El presidente Bush no ha perdido tiempo en anunciar que el sustituto de Marshall será Clarence Thomas, un joven juez federal de Washington cuyo agresivo conservadurismo le cerraría el camino de la confirmación por el Senado si no concurriera la circunstancia de que Thomas es negro. Como todos los candidatos, es un juez de reconocido prestigio. Sin embargo, las dudas que plantea a quienes han de examinar su candidatura tienen que ver sobre todo con sus opiniones en relación con las grandes cuestiones legales que preocupan a la sociedad estadounidense: el aborto, la pena de muerte, la separación de Iglesia y Estado y la protección de las minorías. Y salvo en este último punto, en el que Thomas opta por establecer el libre juego interracial como sistema para acabar con la discriminación, sus opiniones son una incógnita.

La batalla entre la presidencia y el Congreso en relación con el Tribunal Supremo no se limita a los enfrentamientos sobre la personalidad de los jueces, sino que alcanza temas jurídicos de fondo.
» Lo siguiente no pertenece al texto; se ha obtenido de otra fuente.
// SPDX-License-Identifier: MIT
// Copyright 2026 Roland Dreier <roland@rolandd.dev>

//! Fixed catalogs the card editor offers: stats, fonts, backgrounds, sizes.

use crate::card::format::{format_date, format_distance, format_pace, format_speed, format_time};
use crate::models::StravaActivity;
use crate::time_utils::parse_strava_date;
use serde::{Deserialize, Serialize};
#[cfg(feature = "binding-generation")]
use ts_rs::TS;

// ─── Stats ───────────────────────────────────────────────────

/// A statistic that can be placed on a card.
#[derive(Debug, Clone, Copy, PartialEq, Eq, Hash, PartialOrd, Ord, Serialize, Deserialize)]
#[cfg_attr(feature = "binding-generation", derive(TS))]
#[cfg_attr(
    feature = "binding-generation",
    ts(export, export_to = "web/src/lib/generated/")
)]
#[serde(rename_all = "snake_case")]
pub enum StatId {
    Title,
    Distance,
    Time,
    AvgPower,
    AvgHr,
    MaxHr,
    AvgCadence,
    Date,
    MaxSpeed,
    AvgSpeed,
    Pace,
    Calories,
    TotalElevation,
}

/// How a stat is typeset on the card.
#[derive(Debug, Clone, Copy, PartialEq, Eq)]
pub enum StatStyle {
    /// Bold headline without a label.
    Title,
    /// Large value with a small label underneath.
    Metric,
    /// Small dimmed line without a label.
    Caption,
}

impl StatId {
    /// Every stat, in picker order.
    pub const ALL: [StatId; 13] = [
        StatId::Title,
        StatId::Distance,
        StatId::Time,
        StatId::AvgPower,
        StatId::AvgHr,
        StatId::MaxHr,
        StatId::AvgCadence,
        StatId::Date,
        StatId::MaxSpeed,
        StatId::AvgSpeed,
        StatId::Pace,
        StatId::Calories,
        StatId::TotalElevation,
    ];

    pub fn label(self) -> &'static str {
        match self {
            StatId::Title => "Title",
            StatId::Distance => "Distance",
            StatId::Time => "Moving Time",
            StatId::AvgPower => "Avg Power",
            StatId::AvgHr => "Avg Heart Rate",
            StatId::MaxHr => "Max HR",
            StatId::AvgCadence => "Avg Cadence",
            StatId::Date => "Date",
            StatId::MaxSpeed => "Max Speed",
            StatId::AvgSpeed => "Avg Speed",
            StatId::Pace => "Pace",
            StatId::Calories => "Calories",
            StatId::TotalElevation => "Total Elevation",
        }
    }

    /// Short caption drawn under a metric value.
    pub fn caption(self) -> &'static str {
        match self {
            StatId::Time => "Time",
            StatId::AvgHr => "Avg HR",
            StatId::TotalElevation => "Elevation",
            other => other.label(),
        }
    }

    pub fn style(self) -> StatStyle {
        match self {
            StatId::Title => StatStyle::Title,
            StatId::Date => StatStyle::Caption,
            _ => StatStyle::Metric,
        }
    }

    /// Formatted value for this activity, or `None` when Strava did not
    /// record it.
    pub fn value(self, activity: &StravaActivity) -> Option<String> {
        match self {
            StatId::Title => {
                let name = activity.name.trim();
                (!name.is_empty()).then(|| name.to_string())
            }
            StatId::Distance => Some(format_distance(activity.distance)),
            StatId::Time => Some(format_time(activity.moving_time)),
            StatId::AvgPower => present(activity.average_watts).map(|w| format!("{}W", round(w))),
            StatId::AvgHr => {
                present(activity.average_heartrate).map(|hr| format!("{} bpm", round(hr)))
            }
            StatId::MaxHr => present(activity.max_heartrate).map(|hr| format!("{} bpm", round(hr))),
            StatId::AvgCadence => {
                present(activity.average_cadence).map(|c| format!("{} rpm", round(c)))
            }
            StatId::Date => parse_strava_date(activity.local_start_date()).map(format_date),
            StatId::MaxSpeed => Some(format_speed(activity.max_speed)),
            StatId::AvgSpeed => Some(format_speed(activity.average_speed)),
            StatId::Pace => format_pace(activity.average_speed, &activity.activity_type),
            StatId::Calories => present(activity.calories).map(|c| format!("{} cal", round(c))),
            StatId::TotalElevation => Some(format!("{}m", round(activity.total_elevation_gain))),
        }
    }
}

/// Strava reports some sensor fields as 0 when no sensor was attached.
fn present(value: Option<f64>) -> Option<f64> {
    value.filter(|v| v.is_finite() && *v > 0.0)
}

fn round(value: f64) -> i64 {
    value.round() as i64
}

// ─── Fonts ───────────────────────────────────────────────────

#[derive(Debug, Clone, Copy, PartialEq, Eq, Default, Serialize, Deserialize)]
#[cfg_attr(feature = "binding-generation", derive(TS))]
#[cfg_attr(
    feature = "binding-generation",
    ts(export, export_to = "web/src/lib/generated/")
)]
#[serde(rename_all = "kebab-case")]
pub enum FontId {
    #[default]
    Inter,
    System,
    Geist,
    GeistMono,
    Roboto,
    Montserrat,
}

/// A selectable typeface.
#[derive(Debug, Clone, Serialize)]
#[cfg_attr(feature = "binding-generation", derive(TS))]
#[cfg_attr(
    feature = "binding-generation",
    ts(export, export_to = "web/src/lib/generated/")
)]
pub struct FontOption {
    pub id: FontId,
    pub name: &'static str,
    /// CSS `font-family` value.
    pub value: &'static str,
    /// Multiplier that evens out optical size across families.
    pub size_adjust: f64,
    pub monospace: bool,
}

pub static FONTS: [FontOption; 6] = [
    FontOption {
        id: FontId::Inter,
        name: "Inter",
        value: "'Inter', sans-serif",
        size_adjust: 1.0,
        monospace: false,
    },
    FontOption {
        id: FontId::System,
        name: "System",
        value: "system-ui",
        size_adjust: 1.0,
        monospace: false,
    },
    FontOption {
        id: FontId::Geist,
        name: "Geist",
        value: "'Geist', sans-serif",
        size_adjust: 1.0,
        monospace: false,
    },
    FontOption {
        id: FontId::GeistMono,
        name: "Geist Mono",
        value: "'Geist Mono', monospace",
        size_adjust: 0.95,
        monospace: true,
    },
    FontOption {
        id: FontId::Roboto,
        name: "Roboto",
        value: "'Roboto', sans-serif",
        size_adjust: 1.1,
        monospace: false,
    },
    FontOption {
        id: FontId::Montserrat,
        name: "Montserrat",
        value: "'Montserrat', sans-serif",
        size_adjust: 1.05,
        monospace: false,
    },
];

impl FontId {
    pub fn option(self) -> &'static FontOption {
        // FONTS is indexed in declaration order.
        &FONTS[self as usize]
    }
}

// ─── Backgrounds ─────────────────────────────────────────────

#[derive(Debug, Clone, Copy, PartialEq, Eq, Default, Serialize, Deserialize)]
#[cfg_attr(feature = "binding-generation", derive(TS))]
#[cfg_attr(
    feature = "binding-generation",
    ts(export, export_to = "web/src/lib/generated/")
)]
#[serde(rename_all = "lowercase")]
pub enum GradientId {
    #[default]
    None,
    Midnight,
    Sunset,
    Forest,
    Twilight,
    Ember,
}

/// RGBA color with straight (non-premultiplied) alpha.
#[derive(Debug, Clone, Copy, PartialEq, Serialize)]
#[cfg_attr(feature = "binding-generation", derive(TS))]
#[cfg_attr(
    feature = "binding-generation",
    ts(export, export_to = "web/src/lib/generated/")
)]
pub struct Rgba {
    pub r: u8,
    pub g: u8,
    pub b: u8,
    pub a: f64,
}

impl Rgba {
    pub const fn new(r: u8, g: u8, b: u8, a: f64) -> Self {
        Self { r, g, b, a }
    }

    pub const WHITE: Rgba = Rgba::new(255, 255, 255, 1.0);

    /// `rgb(r, g, b)` without the alpha channel (SVG paints carry alpha separately).
    pub fn rgb(&self) -> String {
        format!("rgb({}, {}, {})", self.r, self.g, self.b)
    }

    pub fn css(&self) -> String {
        format!("rgba({}, {}, {}, {})", self.r, self.g, self.b, self.a)
    }
}

#[derive(Debug, Clone, Copy, PartialEq, Serialize)]
#[cfg_attr(feature = "binding-generation", derive(TS))]
#[cfg_attr(
    feature = "binding-generation",
    ts(export, export_to = "web/src/lib/generated/")
)]
pub struct GradientStops {
    pub from: Rgba,
    pub to: Rgba,
}

#[derive(Debug, Clone, Serialize)]
#[cfg_attr(feature = "binding-generation", derive(TS))]
#[cfg_attr(
    feature = "binding-generation",
    ts(export, export_to = "web/src/lib/generated/")
)]
pub struct GradientOption {
    pub id: GradientId,
    pub name: &'static str,
    /// `None` leaves the card transparent.
    pub value: Option<GradientStops>,
}

pub static GRADIENTS: [GradientOption; 6] = [
    GradientOption {
        id: GradientId::None,
        name: "Transparent",
        value: None,
    },
    GradientOption {
        id: GradientId::Midnight,
        name: "Midnight Blue",
        value: Some(GradientStops {
            from: Rgba::new(30, 58, 138, 0.05),
            to: Rgba::new(59, 130, 246, 0.15),
        }),
    },
    GradientOption {
        id: GradientId::Sunset,
        name: "Sunset",
        value: Some(GradientStops {
            from: Rgba::new(121, 40, 202, 0.05),
            to: Rgba::new(255, 0, 128, 0.15),
        }),
    },
    GradientOption {
        id: GradientId::Forest,
        name: "Forest",
        value: Some(GradientStops {
            from: Rgba::new(6, 78, 59, 0.05),
            to: Rgba::new(5, 150, 105, 0.15),
        }),
    },
    GradientOption {
        id: GradientId::Twilight,
        name: "Twilight",
        value: Some(GradientStops {
            from: Rgba::new(49, 46, 129, 0.05),
            to: Rgba::new(129, 140, 248, 0.15),
        }),
    },
    GradientOption {
        id: GradientId::Ember,
        name: "Ember",
        value: Some(GradientStops {
            from: Rgba::new(24, 24, 27, 0.05),
            to: Rgba::new(220, 38, 38, 0.15),
        }),
    },
];

impl GradientId {
    pub fn option(self) -> &'static GradientOption {
        &GRADIENTS[self as usize]
    }
}

// ─── Font sizes ──────────────────────────────────────────────

#[derive(Debug, Clone, Copy, PartialEq, Eq, Default, Serialize, Deserialize)]
#[cfg_attr(feature = "binding-generation", derive(TS))]
#[cfg_attr(
    feature = "binding-generation",
    ts(export, export_to = "web/src/lib/generated/")
)]
#[serde(rename_all = "lowercase")]
pub enum FontSizeId {
    Xs,
    S,
    #[default]
    M,
    L,
    Xl,
}

#[derive(Debug, Clone, Serialize)]
#[cfg_attr(feature = "binding-generation", derive(TS))]
#[cfg_attr(
    feature = "binding-generation",
    ts(export, export_to = "web/src/lib/generated/")
)]
pub struct FontSizeOption {
    pub id: FontSizeId,
    pub label: &'static str,
    pub value: f64,
}

pub static FONT_SIZES: [FontSizeOption; 5] = [
    FontSizeOption {
        id: FontSizeId::Xs,
        label: "XS",
        value: 0.6,
    },
    FontSizeOption {
        id: FontSizeId::S,
        label: "S",
        value: 0.8,
    },
    FontSizeOption {
        id: FontSizeId::M,
        label: "M",
        value: 1.0,
    },
    FontSizeOption {
        id: FontSizeId::L,
        label: "L",
        value: 1.2,
    },
    FontSizeOption {
        id: FontSizeId::Xl,
        label: "XL",
        value: 1.4,
    },
];

impl FontSizeId {
    pub fn multiplier(self) -> f64 {
        FONT_SIZES[self as usize].value
    }
}

// ─── Catalog response ────────────────────────────────────────

#[derive(Debug, Clone, Serialize)]
#[cfg_attr(feature = "binding-generation", derive(TS))]
#[cfg_attr(
    feature = "binding-generation",
    ts(export, export_to = "web/src/lib/generated/")
)]
pub struct StatOption {
    pub id: StatId,
    pub label: &'static str,
    pub available: bool,
}

/// Everything the editor's pickers need.
#[derive(Debug, Clone, Serialize)]
#[cfg_attr(feature = "binding-generation", derive(TS))]
#[cfg_attr(
    feature = "binding-generation",
    ts(export, export_to = "web/src/lib/generated/")
)]
pub struct CardOptions {
    pub stats: Vec<StatOption>,
    pub fonts: Vec<FontOption>,
    pub gradients: Vec<GradientOption>,
    pub font_sizes: Vec<FontSizeOption>,
}

impl CardOptions {
    pub fn catalog() -> Self {
        Self {
            stats: StatId::ALL
                .iter()
                .map(|&id| StatOption {
                    id,
                    label: id.label(),
                    available: true,
                })
                .collect(),
            fonts: FONTS.to_vec(),
            gradients: GRADIENTS.to_vec(),
            font_sizes: FONT_SIZES.to_vec(),
        }
    }

    /// Options with availability resolved against one activity.
    pub fn for_activity(activity: &StravaActivity) -> Self {
        let mut options = Self::catalog();
        for stat in &mut options.stats {
            stat.available = stat.id.value(activity).is_some();
        }
        options
    }
}

#[cfg(test)]
mod tests {
    use super::*;
    use crate::models::activity::tests::sample_activity;

    #[test]
    fn test_lookup_tables_match_declaration_order() {
        for font in &FONTS {
            assert_eq!(font.id.option().id, font.id);
        }
        for gradient in &GRADIENTS {
            assert_eq!(gradient.id.option().id, gradient.id);
        }
        for size in &FONT_SIZES {
            assert_eq!(size.id.multiplier(), size.value);
        }
    }

    #[test]
    fn test_stat_ids_serialize_snake_case() {
        assert_eq!(
            serde_json::to_string(&StatId::TotalElevation).unwrap(),
            "\"total_elevation\""
        );
        assert_eq!(serde_json::to_string(&FontId::GeistMono).unwrap(), "\"geist-mono\"");
        let parsed: StatId = serde_json::from_str("\"avg_hr\"").unwrap();
        assert_eq!(parsed, StatId::AvgHr);
    }

    #[test]
    fn test_stat_values() {
        let activity = sample_activity();

        assert_eq!(StatId::Title.value(&activity).unwrap(), "Morning Ride");
        assert_eq!(StatId::Distance.value(&activity).unwrap(), "42.2 km");
        assert_eq!(StatId::Time.value(&activity).unwrap(), "1h 25m");
        assert_eq!(StatId::AvgPower.value(&activity).unwrap(), "188W");
        assert_eq!(StatId::AvgHr.value(&activity).unwrap(), "142 bpm");
        assert_eq!(StatId::MaxSpeed.value(&activity).unwrap(), "54.0 km/h");
        assert_eq!(StatId::TotalElevation.value(&activity).unwrap(), "412m");
        assert_eq!(StatId::Date.value(&activity).unwrap(), "October 18, 2026");
    }

    #[test]
    fn test_missing_sensor_data_is_unavailable() {
        let mut activity = sample_activity();
        activity.average_watts = Some(0.0);
        activity.average_cadence = None;
        activity.calories = None;

        assert_eq!(StatId::AvgPower.value(&activity), None);
        assert_eq!(StatId::AvgCadence.value(&activity), None);

        let options = CardOptions::for_activity(&activity);
        let power = options
            .stats
            .iter()
            .find(|s| s.id == StatId::AvgPower)
            .unwrap();
        assert!(!power.available);
    }
}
Porque es posible que, siendo las sentencias del tribunal jurídicamente correctas o, como gusta de decir George Bush, que sus miembros «interpretan fielmente la Constitución», hay veces en que esta interpretación va más allá de la justicia. Y entonces ha ocurrido que el Congreso ha enmendado la plana al tribunal aprobando leyes que contradicen directamente lo dictaminado en una sentencia, recordando así al Supremo que no debe crear la norma, sino interpretarla.

Con todo, el verdadero peligro en el desequilibrio ideológico del tribunal radica en la tentación de cambiar los aspectos liberales del talante de la sociedad mediante la formulación de un cuerpo de doctrina regresivo. Afortunadamente, en EE UU el verdadero equilibrio de poder reside en que, aunque el Congreso pueda carecer de argumentos para impedir el nombramiento de Clarence Thomas, no deja por ello de tener fuerza para controlar con leyes su actividad.